I’m also a young candidate, not just for this district, but on the council as a whole. I think that puts me in a unique position to really bridge the generational divides. I’ve been in the professional world long enough to see and know what all those that have come before us have done, but also understand that we’re really building a city for those that will follow after us. Almost half of the district is under the age of 34, and their voices are just as important as ever. I want Boston to be a city that will exist for my children and grandchildren and one that they can be proud of when they look to see all that we’ve done now.

What do you like about your district and what can be changed?

I love how diverse the district is. It’s so much of what I think Boston really truly is. It’s the South End. It’s Southie. It’s Dorchester. When you think of Boston if you’re not thinking about The [Boston] Garden. You’re thinking about District 3.

I just love that so much. I love the passion that my neighbors have for their community, for each other. It’s so empowering and so encouraging to see, and I think we need more of it. We say “Boston Strong” and I think District Three really resonates with that. I just love that so much.

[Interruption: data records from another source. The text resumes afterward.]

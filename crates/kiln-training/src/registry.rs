use crate::error::{TrainingError, TrainingResult};
use crate::layout::VersionLayout;
use crate::naming;
use serde::{Deserialize, Serialize};
use std::collections::BTreeMap;
use std::path::{Path, PathBuf};

const VERSION_INDEX_FILE: &str = "versions.json";

#[derive(Debug, Default, Serialize, Deserialize)]
struct IndexFile {
    #[serde(default)]
    models: BTreeMap<String, u32>,
}

/// Explicit per-project version counter, persisted as `versions.json`
/// inside the project directory.
///
/// Allocation reconciles the recorded counter against a directory scan, so
/// trees created before the index existed (or edited by hand) keep their
/// numbering and the externally observable `{model}_v{N}` scheme is
/// unchanged. Single-writer: concurrent allocations against the same
/// project race on both the scan and the index file.
#[derive(Debug)]
pub struct VersionIndex {
    project_dir: PathBuf,
    path: PathBuf,
    index: IndexFile,
}

impl VersionIndex {
    pub fn load(project_dir: &Path) -> TrainingResult<Self> {
        let path = project_dir.join(VERSION_INDEX_FILE);
        let index = match std::fs::read(&path) {
            Ok(bytes) => serde_json::from_slice::<IndexFile>(&bytes)?,
            Err(e) if e.kind() == std::io::ErrorKind::NotFound => IndexFile::default(),
            Err(e) => return Err(e.into()),
        };
        Ok(Self { project_dir: project_dir.to_path_buf(), path, index })
    }

    /// Last version this index handed out for `model`, if any.
    #[must_use]
    pub fn recorded(&self, model: &str) -> Option<u32> {
        self.index.models.get(model).copied()
    }

    /// Allocate the next version for `model` and persist the record.
    pub fn allocate(&mut self, model: &str) -> TrainingResult<u32> {
        let scanned = naming::next_version(&self.project_dir, model)?;
        let recorded = self.recorded(model).map_or(1, |v| v + 1);
        let next = scanned.max(recorded);

        self.index.models.insert(model.to_string(), next);
        self.save()?;
        Ok(next)
    }

    fn save(&self) -> TrainingResult<()> {
        std::fs::create_dir_all(&self.project_dir)?;
        std::fs::write(&self.path, serde_json::to_vec_pretty(&self.index)?)?;
        Ok(())
    }
}

/// Deterministic path of a trained model's weights.
///
/// Hard precondition check: returns `WeightsNotFound` when the file is
/// absent, with no retry or fallback.
pub fn resolve_weights(
    base_output: &Path,
    project: &str,
    model: &str,
    version: u32,
) -> TrainingResult<PathBuf> {
    let layout = VersionLayout::new(base_output, project, model, version);
    let path = layout.weights_file();
    if !path.exists() {
        return Err(TrainingError::WeightsNotFound(path));
    }
    Ok(path)
}

/// Existing versions of `model` under `project_dir`, from directory names,
/// ascending.
pub fn discover_versions(project_dir: &Path, model: &str) -> TrainingResult<Vec<u32>> {
    let prefix = format!("{model}_v");
    let mut versions = Vec::new();

    let read = match std::fs::read_dir(project_dir) {
        Ok(d) => d,
        Err(e) if e.kind() == std::io::ErrorKind::NotFound => return Ok(versions),
        Err(e) => return Err(e.into()),
    };

    for entry in read {
        let entry = entry?;
        if !entry.path().is_dir() {
            continue;
        }
        let name = entry.file_name().to_string_lossy().into_owned();
        if let Some(rest) = name.strip_prefix(&prefix) {
            if let Ok(n) = rest.parse::<u32>() {
                versions.push(n);
            }
        }
    }

    versions.sort_unstable();
    Ok(versions)
}
use crate::error::TrainingResult;
use std::path::Path;

/// Base name for training run folders when the caller does not pick one.
pub const DEFAULT_RUN_BASE: &str = "train";

/// Next free version number for `model_name` under `project_dir`.
///
/// Scans directory entries named `{model_name}_v{N}` and returns `max(N) + 1`,
/// or `1` when the directory is absent or nothing matches. Entries whose
/// suffix is not an integer are ignored. Not safe for concurrent callers;
/// version allocation is single-writer (see `registry::VersionIndex`).
pub fn next_version(project_dir: &Path, model_name: &str) -> TrainingResult<u32> {
    let prefix = format!("{model_name}_v");
    let mut max = 0u32;
    for name in list_entry_names(project_dir)? {
        if let Some(rest) = name.strip_prefix(&prefix) {
            if let Ok(n) = rest.parse::<u32>() {
                max = max.max(n);
            }
        }
    }
    Ok(max + 1)
}

/// Next free run folder name under `runs_dir`.
///
/// Entries starting with `base_name` are considered; a fully numeric suffix
/// counts as its value and anything else (including the bare name) counts
/// as index 0. With no matching entries the bare `base_name` is returned;
/// otherwise `{base_name}{max + 1}`. Once any matching entry exists the
/// bare name is never handed out again.
pub fn next_run_name(runs_dir: &Path, base_name: &str) -> TrainingResult<String> {
    let mut max: Option<u64> = None;
    for name in list_entry_names(runs_dir)? {
        if let Some(rest) = name.strip_prefix(base_name) {
            let idx = rest.parse::<u64>().unwrap_or(0);
            max = Some(max.map_or(idx, |m| m.max(idx)));
        }
    }
    Ok(match max {
        None => base_name.to_string(),
        Some(m) => format!("{base_name}{}", m + 1),
    })
}

/// Entry names of `dir`; a missing directory reads as empty.
fn list_entry_names(dir: &Path) -> TrainingResult<Vec<String>> {
    let read = match std::fs::read_dir(dir) {
        Ok(d) => d,
        Err(e) if e.kind() == std::io::ErrorKind::NotFound => return Ok(Vec::new()),
        Err(e) => return Err(e.into()),
    };

    let mut names = Vec::new();
    for entry in read {
        let entry = entry?;
        names.push(entry.file_name().to_string_lossy().into_owned());
    }
    Ok(names)
}
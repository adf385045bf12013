use std::path::{Path, PathBuf};
use std::sync::Arc;
use std::time::Duration;

use tokio::sync::mpsc;
use tokio::time::timeout;
use tracing::{debug, error, info, warn};

use crate::assets::AssetStore;
use crate::config::DEFAULT_REMOTE_TIMEOUT;
use crate::core::db::DocumentStore;
use crate::error::{Error, Result};
use crate::models::{DataRecord, DataRecordPatch};
use crate::sink::SinkWriter;

/// Work left for a record after the caller got its response.
#[derive(Debug, Clone)]
pub struct IngestJob {
    pub local_path: PathBuf,
    pub record: DataRecord,
}

#[derive(Debug, Clone)]
pub struct WorkerSettings {
    /// Applied to each upload attempt and to the sink write
    pub remote_timeout: Duration,
    pub upload_attempts: u32,
}

impl Default for WorkerSettings {
    fn default() -> Self {
        Self {
            remote_timeout: DEFAULT_REMOTE_TIMEOUT,
            upload_attempts: 2,
        }
    }
}

/// Outcome counts of the jobs a worker processed.
#[derive(Debug, Clone, Copy, Default, PartialEq, Eq)]
pub struct WorkerStats {
    pub completed: u64,
    pub failed: u64,
}

pub(crate) struct Worker<S: DocumentStore> {
    pub(crate) store: Arc<S>,
    pub(crate) assets: Arc<dyn AssetStore>,
    pub(crate) sink: Option<SinkWriter>,
    pub(crate) settings: WorkerSettings,
}

impl<S: DocumentStore> Worker<S> {
    /// Process jobs until every sender is dropped.
    pub(crate) async fn run(self, mut jobs: mpsc::Receiver<IngestJob>) -> WorkerStats {
        let mut stats = WorkerStats::default();
        while let Some(job) = jobs.recv().await {
            match self.complete(&job).await {
                Ok(()) => stats.completed += 1,
                Err(e) => {
                    stats.failed += 1;
                    error!(
                        record = %job.record.id,
                        path = %job.local_path.display(),
                        kind = ?e.kind(),
                        error = %e,
                        "background processing failed"
                    );
                }
            }
        }
        info!(completed = stats.completed, failed = stats.failed, "ingestion worker stopped");
        stats
    }

    async fn complete(&self, job: &IngestJob) -> Result<()> {
        let url = self.upload(&job.local_path).await?;
        remove_local(&job.local_path).await;

        let patch = DataRecordPatch {
            file_url: Some(url.clone()),
        };
        self.store.update_data_record(&job.record.id, &patch).await?;

        let Some(sink) = &self.sink else {
            debug!(record = %job.record.id, "no sink configured");
            return Ok(());
        };
        let mut record = job.record.clone();
        record.file_url = Some(url);
        timeout(self.settings.remote_timeout, sink.write(&record))
            .await
            .map_err(|_| {
                Error::Sink(format!(
                    "write timed out after {:?}",
                    self.settings.remote_timeout
                ))
            })??;
        Ok(())
    }

    async fn upload(&self, path: &Path) -> Result<String> {
        let attempts = self.settings.upload_attempts.max(1);
        let mut last_error = None;
        for attempt in 1..=attempts {
            let outcome = match timeout(self.settings.remote_timeout, self.assets.upload(path)).await {
                Ok(outcome) => outcome,
                Err(_) => Err(Error::Upload(format!(
                    "timed out after {:?}",
                    self.settings.remote_timeout
                ))),
            };
            match outcome {
                Ok(url) => return Ok(url),
                Err(e) => {
                    warn!(path = %path.display(), attempt, error = %e, "upload attempt failed");
                    last_error = Some(e);
                }
            }
        }
        Err(last_error.unwrap_or_else(|| Error::Upload("no upload attempted".to_string())))
    }
}

/// Delete a local upload, logging instead of failing.
pub(crate) async fn remove_local(path: &Path) {
    if let Err(e) = tokio::fs::remove_file(path).await {
        warn!(path = %path.display(), error = %e, "failed to remove local upload");
    }
}
mod model;
mod state;

use std::future::Future;
use std::path::Path;

use sqlx::SqlitePool;

use crate::error::{Error, Result};
use crate::models::{DataRecord, DataRecordFilter, DataRecordPatch, OcrModelRecord};
use model::format_time;

/// Persistence of OCR model bindings and data records.
///
/// The ingestion path only needs `find_model_for_counter`, `save_data_record` and
/// `update_data_record`; the remaining operations back the model catalog and the CLI.
pub trait DocumentStore: Send + Sync + 'static {
    /// First model bound to the counter, in insertion order.
    fn find_model_for_counter(
        &self,
        counter_id: &str,
    ) -> impl Future<Output = Result<Option<OcrModelRecord>>> + Send;

    fn insert_ocr_model(&self, record: &OcrModelRecord) -> impl Future<Output = Result<()>> + Send;

    fn get_ocr_model(&self, id: &str) -> impl Future<Output = Result<Option<OcrModelRecord>>> + Send;

    fn list_ocr_models(
        &self,
        counter_id: Option<&str>,
    ) -> impl Future<Output = Result<Vec<OcrModelRecord>>> + Send;

    /// Returns whether a record was deleted.
    fn delete_ocr_model(&self, id: &str) -> impl Future<Output = Result<bool>> + Send;

    /// Persist a new record and return its id.
    fn save_data_record(&self, record: &DataRecord) -> impl Future<Output = Result<String>> + Send;

    /// Apply `patch` to an existing record; fails with NotFound when the id is unknown.
    fn update_data_record(
        &self,
        id: &str,
        patch: &DataRecordPatch,
    ) -> impl Future<Output = Result<()>> + Send;

    fn get_data_record(&self, id: &str) -> impl Future<Output = Result<Option<DataRecord>>> + Send;

    fn list_data_records(
        &self,
        filter: &DataRecordFilter,
    ) -> impl Future<Output = Result<Vec<DataRecord>>> + Send;

    fn delete_data_record(&self, id: &str) -> impl Future<Output = Result<bool>> + Send;
}

/// SQLite-backed [`DocumentStore`].
#[derive(Debug, Clone)]
pub struct CounterDb {
    pool: SqlitePool,
}

impl CounterDb {
    pub async fn open<P: AsRef<Path>>(db_file: P) -> Result<Self> {
        Ok(Self {
            pool: state::open_pool(db_file).await?,
        })
    }

    pub async fn in_memory() -> Result<Self> {
        Ok(Self {
            pool: state::open_memory_pool().await?,
        })
    }

    pub async fn close(&self) {
        self.pool.close().await;
    }
}

impl DocumentStore for CounterDb {
    async fn find_model_for_counter(&self, counter_id: &str) -> Result<Option<OcrModelRecord>> {
        sqlx::query("SELECT * FROM ocr_model WHERE counter_id = ?1 ORDER BY rowid ASC LIMIT 1")
            .bind(counter_id)
            .fetch_optional(&self.pool)
            .await?
            .map(OcrModelRecord::try_from)
            .transpose()
    }

    async fn insert_ocr_model(&self, record: &OcrModelRecord) -> Result<()> {
        sqlx::query(
            r#"INSERT INTO ocr_model (id, counter_id, file_name, file_path, collected_info, created_at, updated_at)
            VALUES (?1, ?2, ?3, ?4, ?5, ?6, ?7)"#,
        )
        .bind(&record.id)
        .bind(&record.counter_id)
        .bind(&record.file_name)
        .bind(&record.file_path)
        .bind(serde_json::to_string(&record.collected_info)?)
        .bind(format_time(&record.created_at)?)
        .bind(format_time(&record.updated_at)?)
        .execute(&self.pool)
        .await?;
        Ok(())
    }

    async fn get_ocr_model(&self, id: &str) -> Result<Option<OcrModelRecord>> {
        sqlx::query("SELECT * FROM ocr_model WHERE id = ?1")
            .bind(id)
            .fetch_optional(&self.pool)
            .await?
            .map(OcrModelRecord::try_from)
            .transpose()
    }

    async fn list_ocr_models(&self, counter_id: Option<&str>) -> Result<Vec<OcrModelRecord>> {
        sqlx::query("SELECT * FROM ocr_model WHERE ?1 IS NULL OR counter_id = ?1 ORDER BY rowid ASC")
            .bind(counter_id)
            .fetch_all(&self.pool)
            .await?
            .into_iter()
            .map(OcrModelRecord::try_from)
            .collect()
    }

    async fn delete_ocr_model(&self, id: &str) -> Result<bool> {
        let result = sqlx::query("DELETE FROM ocr_model WHERE id = ?1")
            .bind(id)
            .execute(&self.pool)
            .await?;
        Ok(result.rows_affected() > 0)
    }

    async fn save_data_record(&self, record: &DataRecord) -> Result<String> {
        sqlx::query(
            r#"INSERT INTO data_record (id, counter_id, ocr_model_id, flavor, size, collected_info_values,
                uploader_identity, file_url, created_at, updated_at)
            VALUES (?1, ?2, ?3, ?4, ?5, ?6, ?7, ?8, ?9, ?10)"#,
        )
        .bind(&record.id)
        .bind(&record.counter_id)
        .bind(&record.ocr_model_id)
        .bind(&record.flavor)
        .bind(&record.size)
        .bind(serde_json::to_string(&record.collected_info_values)?)
        .bind(&record.uploader_identity)
        .bind(&record.file_url)
        .bind(format_time(&record.created_at)?)
        .bind(format_time(&record.updated_at)?)
        .execute(&self.pool)
        .await?;
        Ok(record.id.clone())
    }

    async fn update_data_record(&self, id: &str, patch: &DataRecordPatch) -> Result<()> {
        let result = sqlx::query(
            r#"UPDATE data_record SET file_url = COALESCE(?1, file_url), updated_at = ?2 WHERE id = ?3"#,
        )
        .bind(&patch.file_url)
        .bind(format_time(&crate::models::now())?)
        .bind(id)
        .execute(&self.pool)
        .await?;
        if result.rows_affected() == 0 {
            return Err(Error::NotFound(format!("data record {id}")));
        }
        Ok(())
    }

    async fn get_data_record(&self, id: &str) -> Result<Option<DataRecord>> {
        sqlx::query("SELECT * FROM data_record WHERE id = ?1")
            .bind(id)
            .fetch_optional(&self.pool)
            .await?
            .map(DataRecord::try_from)
            .transpose()
    }

    async fn list_data_records(&self, filter: &DataRecordFilter) -> Result<Vec<DataRecord>> {
        let rows = sqlx::query(
            "SELECT * FROM data_record WHERE ?1 IS NULL OR counter_id = ?1 ORDER BY rowid ASC",
        )
        .bind(filter.counter_id.as_deref())
        .fetch_all(&self.pool)
        .await?;
        let mut records = Vec::with_capacity(rows.len());
        for row in rows {
            let record = DataRecord::try_from(row)?;
            if filter.matches(&record) {
                records.push(record);
            }
        }
        Ok(records)
    }

    async fn delete_data_record(&self, id: &str) -> Result<bool> {
        let result = sqlx::query("DELETE FROM data_record WHERE id = ?1")
            .bind(id)
            .execute(&self.pool)
            .await?;
        Ok(result.rows_affected() > 0)
    }
}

I think what we can change is that we have to make sure that the fabric of this district isn’t changed. We have so many big changes coming to the city and to the district. There’s Dorchester Bay City, Newmarket and Widett Circle and DotBlock— there are big developments that are going to change the face of the district.

I think it’s so important that we make sure that it doesn’t change the fabric of who can and who does live here because that’s so important to what this district is and I’m passionate about maintaining that.


Corrections: An earlier version of this story misspelled Dorchester as Rochester and misspelled Newmarket and Widett Circle.